#### Provided records
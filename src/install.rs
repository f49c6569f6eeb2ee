//! Download-once installation of dataset archives.
use crate::{DatasetError, Fetch};
use log::{debug, info};
use std::fs;
use std::io::{Seek, SeekFrom};
use std::path::{Path, PathBuf};
use zip::ZipArchive;

/// Makes sure `root_dir/folder_name` exists, downloading and extracting the zip
/// archive at `url` when it does not.
///
/// An existing directory is trusted as is: nothing is fetched or verified.
/// The archive goes through a temporary file and is unpacked into a staging
/// directory next to the destination, which is renamed into place only once
/// extraction succeeded. Both temporaries are removed on every exit path, so a
/// failed run leaves neither a stray download nor a half-extracted dataset.
pub fn ensure_installed<F: Fetch + ?Sized>(
    fetcher: &F,
    root_dir: &Path,
    folder_name: &str,
    url: &str,
) -> Result<PathBuf, DatasetError> {
    let root = root_dir.join(folder_name);
    if root.exists() {
        debug!("{} already present, skipping download", root.display());
        return Ok(root);
    }

    fs::create_dir_all(root_dir)?;
    let mut archive = tempfile::NamedTempFile::new_in(root_dir)?;
    let size = fetcher.fetch(url, archive.as_file_mut())?;
    info!("Downloaded {size} bytes from {url}, extracting");

    archive.as_file_mut().seek(SeekFrom::Start(0))?;
    let staging = tempfile::Builder::new()
        .prefix(&format!(".{folder_name}-"))
        .tempdir_in(root_dir)?;
    let mut zip = ZipArchive::new(archive.as_file_mut())?;
    zip.extract(staging.path())?;

    fs::rename(staging.path(), &root)?;
    info!("Installed {}", root.display());
    Ok(root)
}

#[cfg(test)]
mod tests {
    use super::*;
    use crate::test_utils::{zip_archive, CountingFetcher, FailingFetcher};

    fn files() -> Vec<(String, Vec<u8>)> {
        vec![
            ("joints.mat".to_string(), b"not really a mat file".to_vec()),
            ("images/im1.jpg".to_string(), b"jpeg".to_vec()),
        ]
    }

    fn entries(dir: &Path) -> Vec<String> {
        let mut names: Vec<String> = fs::read_dir(dir)
            .unwrap()
            .map(|e| e.unwrap().file_name().to_string_lossy().into_owned())
            .collect();
        names.sort();
        names
    }

    #[test]
    fn installs_then_skips() {
        let tmp = tempfile::tempdir().unwrap();
        let fetcher = CountingFetcher::new(zip_archive(&files()));

        let root =
            ensure_installed(&fetcher, tmp.path(), "toy", "http://example/toy.zip").unwrap();
        assert_eq!(root, tmp.path().join("toy"));
        assert_eq!(fetcher.calls.get(), 1);
        assert_eq!(fs::read(root.join("images/im1.jpg")).unwrap(), b"jpeg");
        // only the dataset is left behind, no temporaries
        assert_eq!(entries(tmp.path()), vec!["toy"]);

        let again =
            ensure_installed(&fetcher, tmp.path(), "toy", "http://example/toy.zip").unwrap();
        assert_eq!(again, root);
        assert_eq!(fetcher.calls.get(), 1);
        assert_eq!(entries(&root), vec!["images", "joints.mat"]);
    }

    #[test]
    fn creates_missing_root_dir() {
        let tmp = tempfile::tempdir().unwrap();
        let data_dir = tmp.path().join("nested").join("data");
        let fetcher = CountingFetcher::new(zip_archive(&files()));
        let root =
            ensure_installed(&fetcher, &data_dir, "toy", "http://example/toy.zip").unwrap();
        assert!(root.join("joints.mat").is_file());
    }

    #[test]
    fn corrupt_archive_leaves_nothing() {
        let tmp = tempfile::tempdir().unwrap();
        let fetcher = CountingFetcher::new(b"this is not a zip archive".to_vec());
        let err =
            ensure_installed(&fetcher, tmp.path(), "toy", "http://example/toy.zip").unwrap_err();
        assert!(matches!(err, DatasetError::ZipError(_)));
        assert!(entries(tmp.path()).is_empty());
    }

    #[test]
    fn transport_failure_leaves_nothing() {
        let tmp = tempfile::tempdir().unwrap();
        let err = ensure_installed(&FailingFetcher, tmp.path(), "toy", "http://example/toy.zip")
            .unwrap_err();
        assert!(matches!(err, DatasetError::IoError(_)));
        assert!(entries(tmp.path()).is_empty());
    }
}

#### Problem to work on
The records above are to be printed in full, exactly as they appear.

#### Solution for this exercise
filename src/install.rs
repository f49c6569f6eeb2ee
//! Download-once installation of dataset archives.
use crate::{DatasetError, Fetch};
use log::{debug, info};
use std::fs;
use std::io::{Seek, SeekFrom};
use std::path::{Path, PathBuf};
use zip::ZipArchive;

/// Makes sure `root_dir/folder_name` exists, downloading and extracting the zip
/// archive at `url` when it does not.
///
/// An existing directory is trusted as is: nothing is fetched or verified.
/// The archive goes through a temporary file and is unpacked into a staging
/// directory next to the destination, which is renamed into place only once
/// extraction succeeded. Both temporaries are removed on every exit path, so a
/// failed run leaves neither a stray download nor a half-extracted dataset.
pub fn ensure_installed<F: Fetch + ?Sized>(
    fetcher: &F,
    root_dir: &Path,
    folder_name: &str,
    url: &str,
) -> Result<PathBuf, DatasetError> {
    let root = root_dir.join(folder_name);
    if root.exists() {
        debug!("{} already present, skipping download", root.display());
        return Ok(root);
    }

    fs::create_dir_all(root_dir)?;
    let mut archive = tempfile::NamedTempFile::new_in(root_dir)?;
    let size = fetcher.fetch(url, archive.as_file_mut())?;
    info!("Downloaded {size} bytes from {url}, extracting");

    archive.as_file_mut().seek(SeekFrom::Start(0))?;
    let staging = tempfile::Builder::new()
        .prefix(&format!(".{folder_name}-"))
        .tempdir_in(root_dir)?;
    let mut zip = ZipArchive::new(archive.as_file_mut())?;
    zip.extract(staging.path())?;

    fs::rename(staging.path(), &root)?;
    info!("Installed {}", root.display());
    Ok(root)
}

#[cfg(test)]
mod tests {
    use super::*;
    use crate::test_utils::{zip_archive, CountingFetcher, FailingFetcher};

    fn files() -> Vec<(String, Vec<u8>)> {
        vec![
            ("joints.mat".to_string(), b"not really a mat file".to_vec()),
            ("images/im1.jpg".to_string(), b"jpeg".to_vec()),
        ]
    }

    fn entries(dir: &Path) -> Vec<String> {
        let mut names: Vec<String> = fs::read_dir(dir)
            .unwrap()
            .map(|e| e.unwrap().file_name().to_string_lossy().into_owned())
            .collect();
        names.sort();
        names
    }

    #[test]
    fn installs_then_skips() {
        let tmp = tempfile::tempdir().unwrap();
        let fetcher = CountingFetcher::new(zip_archive(&files()));

        let root =
            ensure_installed(&fetcher, tmp.path(), "toy", "http://example/toy.zip").unwrap();
        assert_eq!(root, tmp.path().join("toy"));
        assert_eq!(fetcher.calls.get(), 1);
        assert_eq!(fs::read(root.join("images/im1.jpg")).unwrap(), b"jpeg");
        // only the dataset is left behind, no temporaries
        assert_eq!(entries(tmp.path()), vec!["toy"]);

        let again =
            ensure_installed(&fetcher, tmp.path(), "toy", "http://example/toy.zip").unwrap();
        assert_eq!(again, root);
        assert_eq!(fetcher.calls.get(), 1);
        assert_eq!(entries(&root), vec!["images", "joints.mat"]);
    }

    #[test]
    fn creates_missing_root_dir() {
        let tmp = tempfile::tempdir().unwrap();
        let data_dir = tmp.path().join("nested").join("data");
        let fetcher = CountingFetcher::new(zip_archive(&files()));
        let root =
            ensure_installed(&fetcher, &data_dir, "toy", "http://example/toy.zip").unwrap();
        assert!(root.join("joints.mat").is_file());
    }

    #[test]
    fn corrupt_archive_leaves_nothing() {
        let tmp = tempfile::tempdir().unwrap();
        let fetcher = CountingFetcher::new(b"this is not a zip archive".to_vec());
        let err =
            ensure_installed(&fetcher, tmp.path(), "toy", "http://example/toy.zip").unwrap_err();
        assert!(matches!(err, DatasetError::ZipError(_)));
        assert!(entries(tmp.path()).is_empty());
    }

    #[test]
    fn transport_failure_leaves_nothing() {
        let tmp = tempfile::tempdir().unwrap();
        let err = ensure_installed(&FailingFetcher, tmp.path(), "toy", "http://example/toy.zip")
            .unwrap_err();
        assert!(matches!(err, DatasetError::IoError(_)));
        assert!(entries(tmp.path()).is_empty());
    }
}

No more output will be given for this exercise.